--- GOAL OF THE EXERCISE ---
Begin at the first line of the records below and, please, give each line again exactly until the line with "pub fn is_cancelled(&self)" is included.

GIVEN ENTRIES below:

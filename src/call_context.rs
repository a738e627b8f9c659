use std::{
    sync::{
        atomic::{AtomicBool, Ordering},
        Arc,
    },
    time::{Duration, Instant},
};

/// Cancellation and deadline signal for a single call.
///
/// The provider never acts on a `CallContext` itself. It is handed unchanged to the backend SDK,
/// which decides how to honor cancellation and deadlines.
///
/// Clones share the same cancellation flag, so a clone kept by the caller can cancel a call that
/// is in flight on another thread.
///
/// # Examples
/// ```
/// # use std::time::Duration;
/// # use bucketeer_openfeature::CallContext;
/// let ctx = CallContext::with_timeout(Duration::from_secs(1));
/// let handle = ctx.clone();
/// handle.cancel();
/// assert!(ctx.is_cancelled());
/// ```
#[derive(Debug, Clone, Default)]
pub struct CallContext {
    deadline: Option<Instant>,
    cancelled: Arc<AtomicBool>,
}

impl CallContext {
    /// A context that is never cancelled and has no deadline.
    pub fn background() -> CallContext {
        CallContext::default()
    }

    /// A context whose deadline is `timeout` from now.
    pub fn with_timeout(timeout: Duration) -> CallContext {
        CallContext::with_deadline(Instant::now() + timeout)
    }

    /// A context that expires at `deadline`.
    pub fn with_deadline(deadline: Instant) -> CallContext {
        CallContext {
            deadline: Some(deadline),
            cancelled: Arc::new(AtomicBool::new(false)),
        }
    }

    /// Signal cancellation to every holder of this context.
    pub fn cancel(&self) {
        self.cancelled.store(true, Ordering::Release);
    }

    /// Returns `true` if [`CallContext::cancel`] was called on this context or any of its clones.
    pub fn is_cancelled(&self) -> bool {
        self.cancelled.load(Ordering::Acquire)
    }

    /// Deadline of this context, if any.
    pub fn deadline(&self) -> Option<Instant> {
        self.deadline
    }

    /// Time left until the deadline. Returns `None` when there is no deadline and
    /// `Some(Duration::ZERO)` once it has passed.
    pub fn remaining(&self) -> Option<Duration> {
        self.deadline
            .map(|deadline| deadline.saturating_duration_since(Instant::now()))
    }

    /// Returns `true` if the context was cancelled or its deadline has passed.
    pub fn is_done(&self) -> bool {
        self.is_cancelled() || self.remaining() == Some(Duration::ZERO)
    }
}

#[cfg(test)]
mod tests {
    use std::time::{Duration, Instant};

    use super::CallContext;

    #[test]
    fn background_is_never_done() {
        let ctx = CallContext::background();
        assert_eq!(ctx.deadline(), None);
        assert_eq!(ctx.remaining(), None);
        assert!(!ctx.is_done());
    }

    #[test]
    fn cancellation_is_shared_between_clones() {
        let ctx = CallContext::with_timeout(Duration::from_secs(60));
        let clone = ctx.clone();

        {
            let clone = clone.clone();
            let _ = std::thread::spawn(move || clone.cancel()).join();
        }

        assert!(ctx.is_cancelled());
        assert!(clone.is_done());
    }

    #[test]
    fn expired_deadline_is_done() {
        let ctx = CallContext::with_deadline(Instant::now() - Duration::from_millis(1));
        assert_eq!(ctx.remaining(), Some(Duration::ZERO));
        assert!(ctx.is_done());
        assert!(!ctx.is_cancelled());
    }
}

End of GIVEN ENTRIES.

--- SOLUTION ---
filename src/call_context.rs
repository a738e627b8f9c659
use std::{
    sync::{
        atomic::{AtomicBool, Ordering},
        Arc,
    },
    time::{Duration, Instant},
};

/// Cancellation and deadline signal for a single call.
///
/// The provider never acts on a `CallContext` itself. It is handed unchanged to the backend SDK,
/// which decides how to honor cancellation and deadlines.
///
/// Clones share the same cancellation flag, so a clone kept by the caller can cancel a call that
/// is in flight on another thread.
///
/// # Examples
/// ```
/// # use std::time::Duration;
/// # use bucketeer_openfeature::CallContext;
/// let ctx = CallContext::with_timeout(Duration::from_secs(1));
/// let handle = ctx.clone();
/// handle.cancel();
/// assert!(ctx.is_cancelled());
/// ```
#[derive(Debug, Clone, Default)]
pub struct CallContext {
    deadline: Option<Instant>,
    cancelled: Arc<AtomicBool>,
}

impl CallContext {
    /// A context that is never cancelled and has no deadline.
    pub fn background() -> CallContext {
        CallContext::default()
    }

    /// A context whose deadline is `timeout` from now.
    pub fn with_timeout(timeout: Duration) -> CallContext {
        CallContext::with_deadline(Instant::now() + timeout)
    }

    /// A context that expires at `deadline`.
    pub fn with_deadline(deadline: Instant) -> CallContext {
        CallContext {
            deadline: Some(deadline),
            cancelled: Arc::new(AtomicBool::new(false)),
        }
    }

    /// Signal cancellation to every holder of this context.
    pub fn cancel(&self) {
        self.cancelled.store(true, Ordering::Release);
    }

    /// Returns `true` if [`CallContext::cancel`] was called on this context or any of its clones.
    pub fn is_cancelled(&self) -> bool {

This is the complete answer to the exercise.